- Born: September 1, 1981 (age 45) Venda, Limpopo, South Africa
- Education: Henley Business School
- Occupations: Businessman and philanthropist
- Known for: Afribiz Invest; Collen Mashawana Foundation

= Collen Mashawana =

South African businessman and philanthropist

Dr. Collen Mashawana (born 1 September 1981) is a South African businessman, philanthropist, and entrepreneur.

==Early life and education==
Dr. Mashawana was born in Venda, Limpopo. He attended Tshishonga Primary School and completed high school at Liivha Private School. He studied Information Technology and later completed a Master of Business Administration (MBA) at Henley Business School.

In 2024, he was awarded an Honorary Doctorate in Philosophy by the University of South Africa (UNISA) in recognition of his contributions to business and philanthropy.

==Career==
Dr. Mashawana began his career at Microsoft South Africa before joining Dimension Data in 2005, where he was later appointed National Public Sector Director. In 2008, he received the Esprit du Corps Award for leadership.

In 2005, he founded Afribiz Invest, an investment holding company with interests in consulting, construction, property development, ICT, mining, energy, training, and financial services. Afribiz employs over 500 people and has delivered more than 40,000 houses to underprivileged communities in South Africa.

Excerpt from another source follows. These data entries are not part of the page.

//! Shared utilities for integration tests.

use std::future::Future;
use std::net::SocketAddr;
use std::sync::Arc;

use tokio::io::{AsyncReadExt, AsyncWriteExt};
use tokio::net::{TcpListener, TcpStream};

#[allow(dead_code)]
pub fn init_tracing() {
    let _ = tracing_subscriber::fmt()
        .with_env_filter(
            tracing_subscriber::EnvFilter::try_from_default_env()
                .unwrap_or_else(|_| tracing_subscriber::EnvFilter::new("warn")),
        )
        .try_init();
}

/// Non-pooled transport for test stability: every mock response carries
/// `Connection: close`, so pooled connections would be stale.
#[allow(dead_code)]
pub fn test_transport() -> reqwest::Client {
    reqwest::Client::builder()
        .pool_max_idle_per_host(0)
        .no_proxy()
        .build()
        .unwrap()
}

/// What the mock backend saw of one request.
#[allow(dead_code)]
pub struct ReceivedRequest {
    pub head: String,
    pub body: Vec<u8>,
}

#[allow(dead_code)]
impl ReceivedRequest {
    pub fn method(&self) -> &str {
        self.head.split_whitespace().next().unwrap_or("")
    }

    pub fn path(&self) -> &str {
        self.head.split_whitespace().nth(1).unwrap_or("")
    }
}

/// Start a mock backend that returns a fixed 200 response.
#[allow(dead_code)]
pub async fn start_mock_backend(response: &'static str) -> SocketAddr {
    start_programmable_backend(move |_req| async move { (200, response.to_string()) }).await
}

/// Start a programmable mock backend. The handler sees each parsed request
/// and returns (status, body). Binds an ephemeral port and returns it.
pub async fn start_programmable_backend<F, Fut>(handler: F) -> SocketAddr
where
    F: Fn(ReceivedRequest) -> Fut + Send + Sync + 'static,
    Fut: Future<Output = (u16, String)> + Send + 'static,
{
    let listener = TcpListener::bind("127.0.0.1:0").await.unwrap();
    let addr = listener.local_addr().unwrap();
    let handler = Arc::new(handler);

    tokio::spawn(async move {
        loop {
            match listener.accept().await {
                Ok((socket, _)) => {
                    let handler = handler.clone();
                    tokio::spawn(async move {
                        if let Ok((socket, request)) = read_request(socket).await {
                            let (status, body) = handler(request).await;
                            let _ = write_response(socket, status, &body).await;
                        }
                    });
                }
                Err(_) => break,
            }
        }
    });

    addr
}

async fn read_request(mut socket: TcpStream) -> std::io::Result<(TcpStream, ReceivedRequest)> {
    let mut buf = Vec::new();
    let header_end = loop {
        let mut chunk = [0u8; 4096];
        let n = socket.read(&mut chunk).await?;
        if n == 0 {
            return Err(std::io::Error::new(
                std::io::ErrorKind::UnexpectedEof,
                "connection closed before headers",
            ));
        }
        buf.extend_from_slice(&chunk[..n]);
        if let Some(pos) = find_header_end(&buf) {
            break pos;
        }
    };

    let head = String::from_utf8_lossy(&buf[..header_end]).to_string();
    let content_length = head
        .lines()
        .find_map(|line| {
            let (name, value) = line.split_once(':')?;
            if name.eq_ignore_ascii_case("content-length") {
                value.trim().parse::<usize>().ok()
            } else {
                None
            }
        })
        .unwrap_or(0);

    let mut body = buf[header_end + 4..].to_vec();
    while body.len() < content_length {
        let mut chunk = [0u8; 4096];
        let n = socket.read(&mut chunk).await?;
        if n == 0 {
            break;
        }
        body.extend_from_slice(&chunk[..n]);
    }

    Ok((socket, ReceivedRequest { head, body }))
}

fn find_header_end(buf: &[u8]) -> Option<usize> {
    buf.windows(4).position(|window| window == b"\r\n\r\n")
}

async fn write_response(
    mut socket: TcpStream,
    status: u16,
    body: &str,
) -> std::io::Result<()> {
    let status_text = match status {
        200 => "200 OK",
        404 => "404 Not Found",
        429 => "429 Too Many Requests",
        500 => "500 Internal Server Error",
        502 => "502 Bad Gateway",
        503 => "503 Service Unavailable",
        504 => "504 Gateway Timeout",
        _ => "200 OK",
    };
    let response = format!(
        "HTTP/1.1 {}\r\nContent-Length: {}\r\nConnection: close\r\n\r\n{}",
        status_text,
        body.len(),
        body
    );
    socket.write_all(response.as_bytes()).await?;
    socket.shutdown().await
}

The company has spearheaded large-scale projects such as Rama City and West Rand Mega Park, projected to create more than 50,000 jobs. Afribiz has also expanded internationally, with operations in South Africa, Botswana, Zimbabwe, Ghana, and Dubai.

==Philanthropy==
In 2012, Dr. Mashawana established the Collen Mashawana Foundation (CMF), a non-profit organization focused on housing, water security, food security, education, and job creation.

Through CMF, Dr. Mashawana has overseen the construction and donation of more than 1,000 fully serviced homes to vulnerable families across South Africa.

The Foundation has also drilled and donated over 100 boreholes in water-scarce communities, including Hammanskraal and Giyani.

During the COVID-19 pandemic, CMF supported over 15,000 families with food parcels.

Since 2022, CMF has hosted an annual Elderly Christmas Celebration in Limpopo, bringing together more than 3,000 senior citizens each year.

==Recognition and Awards==
- Entrepreneur of the Year – South African Men of the Year Initiative (2018).
- Named among the 100 Most Influential Africans by Reputation Poll International (2020).
- Philanthropic Leadership Award – Africa Giving Awards.
- Mzansi Men of Influence Award (2025).
- Legend Awards (2025).
- African Philanthropist Award – Afri Heritage Awards (2026).